Terrible happenings in Jos, Central Nigeria, reported by of Ruth Gledhill, and the NY Times Lede Blog. It’s plain from this Channel 4 News interview that the Archbishop of Jos is a courageous man of faith, struggling to understand, source and respond to barbarity, corruption and chaos:
The problem isn’t an excess of his religion, but the relative helplessness of good and decent men like him, and communities he represents, to restrain what is obviously, as he points out, organised violence. The evil that Genesis warns us lies crouching at the door will out — Europe has its own stories of Bosnian mineshafts full of bodies. However the agony of Africa over the past forty years (Darfur, Burundi, DRC, etc.) and the comparative incomprehension of us all, goes marching on. How long?
3 comments:
This area has suffered violence with both Christians and Muslims instigating it. An earlier story in The Atlantic shows Abp Akinola deep in the incitement to violence unlike those clerics who have tried to be mediators. Episcopal Café commented here in 2008
Thanks Ann for the Nigeria link. I remember Abp Akinola (who doesn't figure in the Atlantic artcle) saying a rather sinister thing a few years ago about Muslims not having a monopoly of violence.
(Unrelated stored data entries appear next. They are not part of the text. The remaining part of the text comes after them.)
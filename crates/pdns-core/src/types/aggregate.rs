//! Keys, statistics, and result containers for the aggregation layer.

use std::fmt;
use std::time::Duration;

use serde::{Deserialize, Serialize};

/// Whether an individual value was observed as a query or an answer.
///
/// Carried as a single character (`Q` / `A`) in the store and in JSON.
#[derive(Debug, Clone, Copy, PartialEq, Eq, Hash, Serialize, Deserialize)]
pub enum Which {
    #[serde(rename = "Q")]
    Query,
    #[serde(rename = "A")]
    Answer,
}

impl Which {
    pub fn as_str(self) -> &'static str {
        match self {
            Which::Query => "Q",
            Which::Answer => "A",
        }
    }

    pub fn parse(value: &str) -> Option<Self> {
        match value {
            "Q" => Some(Which::Query),
            "A" => Some(Which::Answer),
            _ => None,
        }
    }
}

impl fmt::Display for Which {
    fn fmt(&self, f: &mut fmt::Formatter<'_>) -> fmt::Result {
        f.write_str(self.as_str())
    }
}

/// Canonical identity of an observed `(query, qtype, answer)` triple.
#[derive(Debug, Clone, PartialEq, Eq, Hash)]
pub struct TupleKey {
    pub query: String,
    pub qtype: String,
    pub answer: String,
}

/// Canonical identity of an observed individual value.
#[derive(Debug, Clone, PartialEq, Eq, Hash)]
pub struct IndividualKey {
    pub value: String,
    pub which: Which,
}

/// Accumulated statistics for one key.
///
/// `ttl` is the most recently observed TTL and is only meaningful for
/// tuples and answer-side individuals.
#[derive(Debug, Clone, PartialEq)]
pub struct Stat {
    pub count: u64,
    pub first: String,
    pub last: String,
    pub ttl: Option<i32>,
}

/// A tuple key plus its statistics, as materialized by `get_result`.
#[derive(Debug, Clone, PartialEq)]
pub struct AggregatedTuple {
    pub key: TupleKey,
    pub stat: Stat,
}

/// An individual key plus its statistics.
#[derive(Debug, Clone, PartialEq)]
pub struct AggregatedIndividual {
    pub key: IndividualKey,
    pub stat: Stat,
}

/// Everything one aggregation pass produced. Element order is not
/// deterministic; callers sort if they need to.
#[derive(Debug, Clone, Default)]
pub struct AggregationResult {
    pub duration: Duration,
    pub total_records: u64,
    pub skipped_records: u64,
    pub tuples: Vec<AggregatedTuple>,
    pub individuals: Vec<AggregatedIndividual>,
}

impl AggregationResult {
    /// Counters only, retained per file for the idempotency ledger.
    pub fn summary(&self) -> AggregationSummary {
        AggregationSummary {
            duration: self.duration,
            total_records: self.total_records,
            skipped_records: self.skipped_records,
            tuples: self.tuples.len() as u64,
            individuals: self.individuals.len() as u64,
        }
    }
}

/// Per-file aggregation counters recorded in the `filenames` relation.
#[derive(Debug, Clone, Copy, Default)]
pub struct AggregationSummary {
    pub duration: Duration,
    pub total_records: u64,
    pub skipped_records: u64,
    pub tuples: u64,
    pub individuals: u64,
}

/// Outcome of one bulk upsert against a store.
#[derive(Debug, Clone, Copy, Default, PartialEq, Eq)]
pub struct UpdateResult {
    pub inserted: u64,
    pub updated: u64,
    pub duration: Duration,
}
The Jos bishop seems more authentic and genuinely puzzled about what is going on. Certainly I'd agree with most of the interviewees in the tlantic article that the root of the probem is corruption, bad governance and tribalism. I suppose the British not allowing missionaries in gave the Muslims a head start, but nw it's 50 years since the British left (longer in fact than they were there!) blaming everything on the British is probably part of the problem not the solution. Until they develop a viable civil society it looks as though there'll be violence aplemty, often lined up along religious fault lines... However note the Abp of Jos's engagement with local Muslims. It plainly isn't all Muslims or all Christians. So who is organizing the violence?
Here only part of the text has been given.